Forum Discussion
Altera_Forum
Honored Contributor
10 years ago --- Quote Start --- sdram timing analysis The "KEY TIMING PARAMETERS" table has the relevant details. It says speed grade -5 when operated at a CAS latency of 3 has a minimum guaranteed operating frequency of 200MHz, but when you operate it with a CAS latency of 2 the minimum guaranteed operating frequency is 133MHz. You can interpret the other columns similarly. If you look at the package marking on the ISSI RAM on your board, you'll likely find that it has a -7 speed grade marking. --- Quote End --- Mine appears to be a -6 (see image attachment). That seems to imply that the sdram_controller clock needs to be 166MHz if the CAS latency cycles setting is set to 3. Do you agree? I still don't know which clock, the sdram_controller clock or the SDRAM_CLK out to the chip is supposed to be delayed. (Fine tuning how much it is delayed comes later).

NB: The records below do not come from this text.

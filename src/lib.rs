//! # Reconciliation Core
//!
//! A bank feed reconciliation library matching externally imported bank
//! transactions against internally recorded ledger transactions with a
//! deterministic multi-factor confidence score.
//!
//! ## Features
//!
//! - **Match suggestions**: deterministic scoring over amount, date
//!   proximity, and description similarity, ranked by confidence
//! - **Manual matching**: full-confidence match creation with atomic
//!   status transitions and audit records
//! - **Unmatching**: idempotent reversal returning bank feed transactions
//!   to the pending pool
//! - **Status aggregation**: per-account reconciliation counts and
//!   percentage
//! - **Tenant isolation**: every storage query is scoped through the
//!   account → entity → tenant chain
//! - **Storage abstraction**: database-agnostic design with trait-based
//!   storage
//!
//! ## Quick Start
//!
//! ```rust
//! use reconciliation_core::utils::MemoryStorage;
//! use reconciliation_core::ReconciliationEngine;
//!
//! // This example shows construction - storage is any ReconciliationStore
//! let storage = MemoryStorage::new();
//! let engine = ReconciliationEngine::new(storage);
//! ```

pub mod reconciliation;
pub mod traits;
pub mod types;
pub mod utils;

// Re-export commonly used types
pub use reconciliation::*;
pub use traits::*;
pub use types::*;
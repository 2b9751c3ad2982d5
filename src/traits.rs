//! Traits for storage abstraction and pluggable similarity scoring

use std::collections::HashMap;

use async_trait::async_trait;
use chrono::NaiveDate;
use uuid::Uuid;

use crate::types::*;

/// Tenant-scoped storage abstraction for the reconciliation engine
///
/// This trait allows the engine to work with any storage backend
/// (PostgreSQL, MySQL, SQLite, in-memory, etc.) by implementing these
/// methods. Every method statically requires the caller's tenant id, so an
/// unscoped query cannot be expressed. Implementations resolve tenancy
/// transitively (account → entity → tenant), exclude soft-deleted rows,
/// and return `None` for rows outside the caller's tenant; the engine
/// turns all three cases into the same `NotFound`.
#[async_trait]
pub trait ReconciliationStore: Send + Sync {
    /// Get an account by ID
    async fn get_account(
        &self,
        tenant_id: Uuid,
        account_id: Uuid,
    ) -> ReconcileResult<Option<Account>>;

    /// Get a ledger transaction by ID
    async fn get_transaction(
        &self,
        tenant_id: Uuid,
        transaction_id: Uuid,
    ) -> ReconcileResult<Option<Transaction>>;

    /// Get a bank feed transaction by ID
    async fn get_bank_feed_transaction(
        &self,
        tenant_id: Uuid,
        bank_feed_transaction_id: Uuid,
    ) -> ReconcileResult<Option<BankFeedTransaction>>;

    /// Get a match record by ID
    async fn get_match(
        &self,
        tenant_id: Uuid,
        match_id: Uuid,
    ) -> ReconcileResult<Option<TransactionMatch>>;

    /// Find the match with the given status for a bank feed transaction
    async fn get_match_for_bank_feed_transaction(
        &self,
        tenant_id: Uuid,
        bank_feed_transaction_id: Uuid,
        status: MatchStatus,
    ) -> ReconcileResult<Option<TransactionMatch>>;

    /// Find the match with the given status for a ledger transaction
    async fn get_match_for_transaction(
        &self,
        tenant_id: Uuid,
        transaction_id: Uuid,
        status: MatchStatus,
    ) -> ReconcileResult<Option<TransactionMatch>>;

    /// List candidate ledger transactions for matching: same account, not
    /// soft-deleted, dated within the inclusive `[from, to]` window,
    /// ordered by date then creation time
    async fn list_candidate_transactions(
        &self,
        tenant_id: Uuid,
        account_id: Uuid,
        from: NaiveDate,
        to: NaiveDate,
    ) -> ReconcileResult<Vec<Transaction>>;

    /// List ids of ledger transactions already consumed by a `Matched`
    /// record, across all of the tenant's accounts
    async fn list_matched_transaction_ids(&self, tenant_id: Uuid) -> ReconcileResult<Vec<Uuid>>;

    /// Count non-deleted bank feed transactions on an account, optionally
    /// restricted to one status
    async fn count_bank_feed_transactions(
        &self,
        tenant_id: Uuid,
        account_id: Uuid,
        status: Option<BankFeedStatus>,
    ) -> ReconcileResult<u64>;

    /// Count outstanding `Suggested` match rows attached to an account's
    /// bank feed transactions
    async fn count_suggested_matches(
        &self,
        tenant_id: Uuid,
        account_id: Uuid,
    ) -> ReconcileResult<u64>;

    /// Atomically insert a match record, set its bank feed transaction to
    /// `Posted`, and persist the audit record
    ///
    /// All three writes commit together or not at all. Implementations
    /// must fail with [`ReconcileError::Conflict`] when a `Matched` record
    /// already exists for either side of the pairing; SQL backends are
    /// expected to enforce this with partial unique indexes on
    /// `(bank_feed_transaction_id)` and `(transaction_id)` where the
    /// status is `Matched`.
    async fn create_match(
        &self,
        tenant_id: Uuid,
        record: &TransactionMatch,
        audit: &AuditRecord,
    ) -> ReconcileResult<()>;

    /// Atomically hard-delete a match record, reset its bank feed
    /// transaction to `Pending`, and persist the audit record
    async fn delete_match(
        &self,
        tenant_id: Uuid,
        match_id: Uuid,
        audit: &AuditRecord,
    ) -> ReconcileResult<()>;
}

/// Normalized string similarity used by the suggestion scorer
///
/// Implementations must be pure and symmetric and return a score in
/// [0, 1]. Inputs arrive already normalized (lowercased, punctuation
/// stripped, whitespace collapsed).
pub trait SimilarityScorer: Send + Sync {
    /// Similarity of two strings in [0, 1]
    fn similarity(&self, a: &str, b: &str) -> f64;
}

/// Default similarity scorer: Sørensen–Dice coefficient over character
/// bigrams
pub struct DiceSimilarity;

impl SimilarityScorer for DiceSimilarity {
    fn similarity(&self, a: &str, b: &str) -> f64 {
        if a == b {
            return 1.0;
        }

        let a_bigrams = bigram_counts(a);
        let b_bigrams = bigram_counts(b);
        if a_bigrams.is_empty() || b_bigrams.is_empty() {
            return 0.0;
        }

        let total: usize = a_bigrams.values().sum::<usize>() + b_bigrams.values().sum::<usize>();
        let overlap: usize = a_bigrams
            .iter()
            .filter_map(|(bigram, count)| b_bigrams.get(bigram).map(|other| (*count).min(*other)))
            .sum();

        (2.0 * overlap as f64) / total as f64
    }
}

fn bigram_counts(s: &str) -> HashMap<(char, char), usize> {
    let chars: Vec<char> = s.chars().collect();
    let mut counts = HashMap::new();
    for window in chars.windows(2) {
        *counts.entry((window[0], window[1])).or_insert(0) += 1;
    }
    counts
}
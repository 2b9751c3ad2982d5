//! Validation utilities for transport boundaries
//!
//! The engine itself does not enforce these; HTTP or RPC layers call them
//! before handing input to the core.

use crate::reconciliation::scoring::MAX_SUGGESTION_LIMIT;
use crate::types::{ReconcileError, ReconcileResult};

/// Validate a caller-supplied suggestion limit
pub fn validate_suggestion_limit(limit: usize) -> ReconcileResult<()> {
    if limit < 1 || limit > MAX_SUGGESTION_LIMIT {
        return Err(ReconcileError::Validation(format!(
            "Suggestion limit must be between 1 and {}",
            MAX_SUGGESTION_LIMIT
        )));
    }
    Ok(())
}

/// Validate a transaction description
pub fn validate_description(description: &str) -> ReconcileResult<()> {
    if description.trim().is_empty() {
        return Err(ReconcileError::Validation(
            "Description cannot be empty".to_string(),
        ));
    }

    if description.len() > 500 {
        return Err(ReconcileError::Validation(
            "Description cannot exceed 500 characters".to_string(),
        ));
    }

    Ok(())
}

/// Validate an ISO 4217 currency code
pub fn validate_currency_code(code: &str) -> ReconcileResult<()> {
    if code.len() != 3 || !code.chars().all(|c| c.is_ascii_uppercase()) {
        return Err(ReconcileError::Validation(format!(
            "Currency code must be three uppercase letters, got '{}'",
            code
        )));
    }
    Ok(())
}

To try to answer that question, as you suggested, I attempted to look at the QSYS project you mentioned again since I edited the original compilation: synth.tcl compiles but in qsys_system you don't use a pll so that doesn't answer the question about the two different sdram clocks. qsys_system.tcl doesn't compile: "Error:can't find package qsys exactly 14.0" synth_qsys.tcl compiles but doesn't seem to do anything relevant. The qsys project file is the same as before. still no PLL. The other tcl files don't seem relevant to answering the question. So, that's done. Now would you be able to tell me which of the two clocks (the sdram_controller clock and/or the SDRAM_CLK out to the chip) is supposed to get the -3ns delay? I know it needs to be tuned with TimeQuest but a starting point would be nice. A second, more important issue, is whether or not the SDRAM chip is even fast enough to process 640 x 480 x 30fps x 2 (read + write) = 18,432,000 random read/write operations every second. Even at 100,000,000Hz you would think there would be plenty of time but maybe not with all of those other delays, pre-charges, etc going on.. Are 18.5 million random operations a second too much in your opinion?